(Saved data entries)
○ ○ ○ ○

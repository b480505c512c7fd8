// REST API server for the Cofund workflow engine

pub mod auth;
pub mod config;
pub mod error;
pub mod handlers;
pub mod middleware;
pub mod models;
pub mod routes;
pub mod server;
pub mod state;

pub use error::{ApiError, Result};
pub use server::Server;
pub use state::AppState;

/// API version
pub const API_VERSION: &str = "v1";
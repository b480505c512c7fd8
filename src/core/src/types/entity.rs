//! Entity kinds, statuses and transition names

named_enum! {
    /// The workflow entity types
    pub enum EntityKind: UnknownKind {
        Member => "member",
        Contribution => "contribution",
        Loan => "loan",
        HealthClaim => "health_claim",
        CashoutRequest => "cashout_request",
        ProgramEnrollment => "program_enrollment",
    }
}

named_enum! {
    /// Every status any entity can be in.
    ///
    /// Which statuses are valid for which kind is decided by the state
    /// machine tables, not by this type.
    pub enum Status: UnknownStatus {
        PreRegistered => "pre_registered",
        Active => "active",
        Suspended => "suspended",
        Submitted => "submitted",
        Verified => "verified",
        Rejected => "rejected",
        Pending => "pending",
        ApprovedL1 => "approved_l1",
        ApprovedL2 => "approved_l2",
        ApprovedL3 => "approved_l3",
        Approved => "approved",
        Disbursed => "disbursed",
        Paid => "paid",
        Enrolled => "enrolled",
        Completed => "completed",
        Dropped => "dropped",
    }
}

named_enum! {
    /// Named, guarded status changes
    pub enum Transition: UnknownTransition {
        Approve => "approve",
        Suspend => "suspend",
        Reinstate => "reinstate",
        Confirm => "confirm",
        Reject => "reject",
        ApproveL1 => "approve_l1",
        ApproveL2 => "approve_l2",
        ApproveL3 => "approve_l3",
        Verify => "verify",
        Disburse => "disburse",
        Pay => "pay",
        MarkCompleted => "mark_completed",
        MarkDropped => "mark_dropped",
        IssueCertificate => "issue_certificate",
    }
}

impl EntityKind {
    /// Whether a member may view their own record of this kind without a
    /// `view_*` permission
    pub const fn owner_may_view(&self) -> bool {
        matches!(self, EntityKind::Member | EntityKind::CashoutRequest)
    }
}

○ ○ ○ ○

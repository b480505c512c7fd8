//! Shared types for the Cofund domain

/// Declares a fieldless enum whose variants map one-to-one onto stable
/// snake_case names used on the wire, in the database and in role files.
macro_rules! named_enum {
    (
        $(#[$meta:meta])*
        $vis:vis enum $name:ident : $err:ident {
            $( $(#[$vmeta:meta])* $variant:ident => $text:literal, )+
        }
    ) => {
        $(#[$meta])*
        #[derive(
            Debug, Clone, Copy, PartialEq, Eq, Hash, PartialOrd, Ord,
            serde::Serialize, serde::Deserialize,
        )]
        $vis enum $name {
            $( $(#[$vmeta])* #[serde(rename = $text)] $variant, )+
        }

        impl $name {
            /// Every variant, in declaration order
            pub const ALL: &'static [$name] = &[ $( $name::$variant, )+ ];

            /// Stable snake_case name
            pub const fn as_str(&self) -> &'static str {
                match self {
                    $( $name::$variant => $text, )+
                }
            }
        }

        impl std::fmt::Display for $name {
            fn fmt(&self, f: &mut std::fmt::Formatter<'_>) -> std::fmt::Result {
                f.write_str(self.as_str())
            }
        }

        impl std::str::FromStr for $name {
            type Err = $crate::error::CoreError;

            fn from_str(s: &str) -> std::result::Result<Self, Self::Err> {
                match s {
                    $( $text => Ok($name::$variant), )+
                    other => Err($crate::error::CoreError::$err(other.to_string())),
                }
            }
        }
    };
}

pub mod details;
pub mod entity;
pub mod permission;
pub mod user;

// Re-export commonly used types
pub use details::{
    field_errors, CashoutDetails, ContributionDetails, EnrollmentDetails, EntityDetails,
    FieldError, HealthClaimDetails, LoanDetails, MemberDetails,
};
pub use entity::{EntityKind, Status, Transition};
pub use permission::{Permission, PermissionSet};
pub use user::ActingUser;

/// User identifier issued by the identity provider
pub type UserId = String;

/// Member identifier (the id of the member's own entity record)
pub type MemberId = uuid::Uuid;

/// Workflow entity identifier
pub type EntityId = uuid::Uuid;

○ ○ ○ ○

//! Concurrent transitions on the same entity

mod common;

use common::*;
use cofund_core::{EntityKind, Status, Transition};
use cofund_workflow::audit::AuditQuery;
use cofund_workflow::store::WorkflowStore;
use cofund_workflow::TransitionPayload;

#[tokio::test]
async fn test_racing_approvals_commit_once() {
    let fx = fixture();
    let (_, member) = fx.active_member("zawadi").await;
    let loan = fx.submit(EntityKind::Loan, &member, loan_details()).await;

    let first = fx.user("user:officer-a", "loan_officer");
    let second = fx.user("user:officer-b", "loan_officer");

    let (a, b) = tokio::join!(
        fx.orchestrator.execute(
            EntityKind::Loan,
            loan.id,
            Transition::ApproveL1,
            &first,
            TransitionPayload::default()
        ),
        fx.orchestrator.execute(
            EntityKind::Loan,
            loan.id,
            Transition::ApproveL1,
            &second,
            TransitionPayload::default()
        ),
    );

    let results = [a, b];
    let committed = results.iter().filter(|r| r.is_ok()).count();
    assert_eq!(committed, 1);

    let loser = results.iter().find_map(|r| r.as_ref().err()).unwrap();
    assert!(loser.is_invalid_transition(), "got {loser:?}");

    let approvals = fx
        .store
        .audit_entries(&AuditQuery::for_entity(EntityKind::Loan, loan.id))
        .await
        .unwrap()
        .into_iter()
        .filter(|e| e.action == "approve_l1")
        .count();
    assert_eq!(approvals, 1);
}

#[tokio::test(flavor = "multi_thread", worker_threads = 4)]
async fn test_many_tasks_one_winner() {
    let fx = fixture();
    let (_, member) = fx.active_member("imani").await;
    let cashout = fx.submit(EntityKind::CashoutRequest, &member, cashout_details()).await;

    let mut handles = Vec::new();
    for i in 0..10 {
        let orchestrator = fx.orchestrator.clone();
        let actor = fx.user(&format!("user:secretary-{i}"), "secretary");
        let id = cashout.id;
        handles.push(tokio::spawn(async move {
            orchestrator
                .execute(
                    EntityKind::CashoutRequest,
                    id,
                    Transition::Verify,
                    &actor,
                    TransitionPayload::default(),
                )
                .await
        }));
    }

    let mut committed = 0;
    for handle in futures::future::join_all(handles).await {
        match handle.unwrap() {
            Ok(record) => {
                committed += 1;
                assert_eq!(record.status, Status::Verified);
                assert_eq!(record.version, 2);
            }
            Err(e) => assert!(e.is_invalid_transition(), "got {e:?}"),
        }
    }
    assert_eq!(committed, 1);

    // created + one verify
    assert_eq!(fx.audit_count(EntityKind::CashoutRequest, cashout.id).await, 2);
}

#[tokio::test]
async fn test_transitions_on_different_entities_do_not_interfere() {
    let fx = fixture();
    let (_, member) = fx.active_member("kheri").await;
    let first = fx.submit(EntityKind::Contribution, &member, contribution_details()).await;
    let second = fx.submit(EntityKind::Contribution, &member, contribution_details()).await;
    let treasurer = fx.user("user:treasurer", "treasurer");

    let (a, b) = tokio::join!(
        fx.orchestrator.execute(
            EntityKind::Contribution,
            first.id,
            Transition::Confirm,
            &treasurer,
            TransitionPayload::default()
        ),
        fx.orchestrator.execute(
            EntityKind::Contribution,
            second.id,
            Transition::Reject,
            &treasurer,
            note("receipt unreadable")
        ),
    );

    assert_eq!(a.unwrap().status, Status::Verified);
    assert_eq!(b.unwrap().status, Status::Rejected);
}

○ ○ ○ ○

* TASK DESCRIPTION
Copy out every line of the data that includes the word "second".

* ANSWER TO THIS EXERCISE
    let second = fx.user("user:officer-b", "loan_officer");
            &second,
    let second = fx.submit(EntityKind::Contribution, &member, contribution_details()).await;
            second.id,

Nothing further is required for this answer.